## ENTRIES PROVIDED
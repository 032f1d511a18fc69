//! PDF text extraction
//!
//! pdf-extract does the work page by page; when it errors, panics (it does on
//! some broken fonts) or hangs past the timeout, lopdf's per-page extractor
//! takes over.

use async_trait::async_trait;
use std::time::{Duration, Instant};
use tokio::time::timeout;

use crate::config::ExtractionConfig;
use crate::error::{Error, Result};
use crate::providers::TextExtractor;
use crate::types::{ExtractedText, UploadedDocument};

/// PDF extractor backed by pdf-extract with a lopdf fallback
pub struct PdfTextExtractor {
    timeout: Duration,
}

impl PdfTextExtractor {
    pub fn new(config: &ExtractionConfig) -> Self {
        Self {
            timeout: Duration::from_secs(config.timeout_secs),
        }
    }

    /// Per-page text via lopdf. Pages that fail to decode contribute "".
    fn extract_pages_fallback(data: &[u8]) -> std::result::Result<Vec<String>, String> {
        let doc = lopdf::Document::load_mem(data).map_err(|e| e.to_string())?;

        let pages = doc
            .get_pages()
            .keys()
            .map(|&page_number| match doc.extract_text(&[page_number]) {
                Ok(text) => trim_page_breaks(&text).to_string(),
                Err(e) => {
                    tracing::debug!("No text on page {}: {}", page_number, e);
                    String::new()
                }
            })
            .collect();

        Ok(pages)
    }

    async fn run_fallback(&self, document: &UploadedDocument) -> Result<Vec<String>> {
        let data = document.data.clone();
        tokio::task::spawn_blocking(move || Self::extract_pages_fallback(&data))
            .await
            .map_err(|e| Error::extraction(&document.filename, format!("extractor crashed: {}", e)))?
            .map_err(|e| Error::extraction(&document.filename, format!("not a readable PDF: {}", e)))
    }
}

/// Both engines frame each page with line breaks; pages are joined as-is,
/// so those breaks are dropped here.
fn trim_page_breaks(page: &str) -> &str {
    page.trim_matches(|c| c == '\n' || c == '\r')
}

impl Default for PdfTextExtractor {
    fn default() -> Self {
        Self::new(&ExtractionConfig::default())
    }
}

#[async_trait]
impl TextExtractor for PdfTextExtractor {
    async fn extract(&self, document: &UploadedDocument) -> Result<ExtractedText> {
        let start = Instant::now();
        let data = document.data.clone();

        let primary = timeout(
            self.timeout,
            tokio::task::spawn_blocking(move || pdf_extract::extract_text_from_mem_by_pages(&data)),
        )
        .await;

        let pages: Vec<String> = match primary {
            Ok(Ok(Ok(pages))) => pages
                .iter()
                .map(|page| trim_page_breaks(page).to_string())
                .collect(),
            Ok(Ok(Err(e))) => {
                tracing::warn!("pdf-extract failed on '{}': {}, trying fallback", document.filename, e);
                self.run_fallback(document).await?
            }
            Ok(Err(e)) => {
                tracing::error!("pdf-extract crashed on '{}': {}, trying fallback", document.filename, e);
                self.run_fallback(document).await?
            }
            Err(_) => {
                // The blocking thread cannot be cancelled; it is left to finish on its own
                tracing::error!(
                    "PDF extraction timeout after {}s on '{}', trying fallback",
                    self.timeout.as_secs(),
                    document.filename
                );
                self.run_fallback(document).await?
            }
        };

        let extracted = ExtractedText::from_pages(&document.filename, &pages);

        tracing::info!(
            "Extracted '{}': {} pages, {} chars in {}ms",
            document.filename,
            extracted.page_count,
            extracted.char_count(),
            start.elapsed().as_millis()
        );
        if extracted.is_empty() {
            tracing::warn!(
                "'{}' has no extractable text (image-only or empty PDF)",
                document.filename
            );
        }

        Ok(extracted)
    }

    fn name(&self) -> &str {
        "pdf-extract"
    }
}

#[cfg(test)]
pub(crate) mod tests {
    use super::*;
    use crate::types::DocumentKind;
    use lopdf::content::{Content, Operation};
    use lopdf::{dictionary, Document, Object, Stream};

    /// Build a PDF with one Courier text run per page ("" = blank page)
    pub(crate) fn build_pdf(pages: &[&str]) -> Vec<u8> {
        let mut doc = Document::with_version("1.5");
        let pages_id = doc.new_object_id();
        let font_id = doc.add_object(dictionary! {
            "Type" => "Font",
            "Subtype" => "Type1",
            "BaseFont" => "Courier",
        });
        let resources_id = doc.add_object(dictionary! {
            "Font" => dictionary! {
                "F1" => font_id,
            },
        });

        let mut kids: Vec<Object> = Vec::new();
        for text in pages {
            let operations = if text.is_empty() {
                Vec::new()
            } else {
                vec![
                    Operation::new("BT", vec![]),
                    Operation::new("Tf", vec!["F1".into(), 24.into()]),
                    Operation::new("Td", vec![100.into(), 600.into()]),
                    Operation::new("Tj", vec![Object::string_literal(*text)]),
                    Operation::new("ET", vec![]),
                ]
            };
            let content = Content { operations };
            let content_id = doc.add_object(Stream::new(dictionary! {}, content.encode().unwrap()));
            let page_id = doc.add_object(dictionary! {
                "Type" => "Page",
                "Parent" => pages_id,
                "Contents" => content_id,
            });
            kids.push(page_id.into());
        }

        let count = kids.len() as i64;
        doc.objects.insert(
            pages_id,
            Object::Dictionary(dictionary! {
                "Type" => "Pages",
                "Kids" => kids,
                "Count" => count,
                "Resources" => resources_id,
                "MediaBox" => vec![0.into(), 0.into(), 595.into(), 842.into()],
            }),
        );
        let catalog_id = doc.add_object(dictionary! {
            "Type" => "Catalog",
            "Pages" => pages_id,
        });
        doc.trailer.set("Root", catalog_id);

        let mut buffer = Vec::new();
        doc.save_to(&mut buffer).unwrap();
        buffer
    }

    fn upload(name: &str, data: Vec<u8>) -> UploadedDocument {
        UploadedDocument::new(name, DocumentKind::Pdf, data)
    }

    #[tokio::test]
    async fn test_blank_page_contributes_nothing() {
        let extractor = PdfTextExtractor::default();
        let doc = upload("three.pdf", build_pdf(&["A", "", "C"]));

        let extracted = extractor.extract(&doc).await.unwrap();

        assert_eq!(extracted.page_count, 3);
        assert_eq!(extracted.text, "AC");
        assert_eq!(extracted.preview(1500), "AC");
        assert_eq!(extracted.filename, "three.pdf");
    }

    #[tokio::test]
    async fn test_pages_kept_in_order() {
        let extractor = PdfTextExtractor::default();
        let doc = upload("ordered.pdf", build_pdf(&["First", "Second", "Third"]));

        let extracted = extractor.extract(&doc).await.unwrap();

        assert_eq!(extracted.text, "FirstSecondThird");
    }

    #[tokio::test]
    async fn test_all_blank_pdf_is_empty_not_error() {
        let extractor = PdfTextExtractor::default();
        let doc = upload("blank.pdf", build_pdf(&["", ""]));

        let extracted = extractor.extract(&doc).await.unwrap();

        assert!(extracted.text.is_empty());
        assert!(extracted.is_empty());
        assert_eq!(extracted.page_count, 2);
    }

    #[test]
    fn test_page_breaks_trimmed_inner_text_kept() {
        assert_eq!(trim_page_breaks("\n\nA\n"), "A");
        assert_eq!(trim_page_breaks("\r\n"), "");
        assert_eq!(trim_page_breaks("one\ntwo"), "one\ntwo");
        assert_eq!(trim_page_breaks("  indented "), "  indented ");
    }

    #[tokio::test]
    async fn test_garbage_is_extraction_error() {
        let extractor = PdfTextExtractor::default();
        let doc = upload("fake.pdf", b"this is definitely not a pdf".to_vec());

        let err = extractor.extract(&doc).await.unwrap_err();
        match err {
            Error::Extraction { filename, .. } => assert_eq!(filename, "fake.pdf"),
            other => panic!("expected Extraction error, got {:?}", other),
        }
    }

    #[test]
    fn test_fallback_reads_every_page() {
        let pages = PdfTextExtractor::extract_pages_fallback(&build_pdf(&["A", "", "C"])).unwrap();
        assert_eq!(pages.len(), 3);
        assert_eq!(pages, vec!["A", "", "C"]);
        assert!(PdfTextExtractor::extract_pages_fallback(b"%PDF-1.4 broken").is_err());
    }
}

## WORK REQUEST
Out of the records above, pick each line that contains the string "ExtractedText".

## TASK RESULT
use crate::types::{ExtractedText, UploadedDocument};
    async fn extract(&self, document: &UploadedDocument) -> Result<ExtractedText> {
        let extracted = ExtractedText::from_pages(&document.filename, &pages);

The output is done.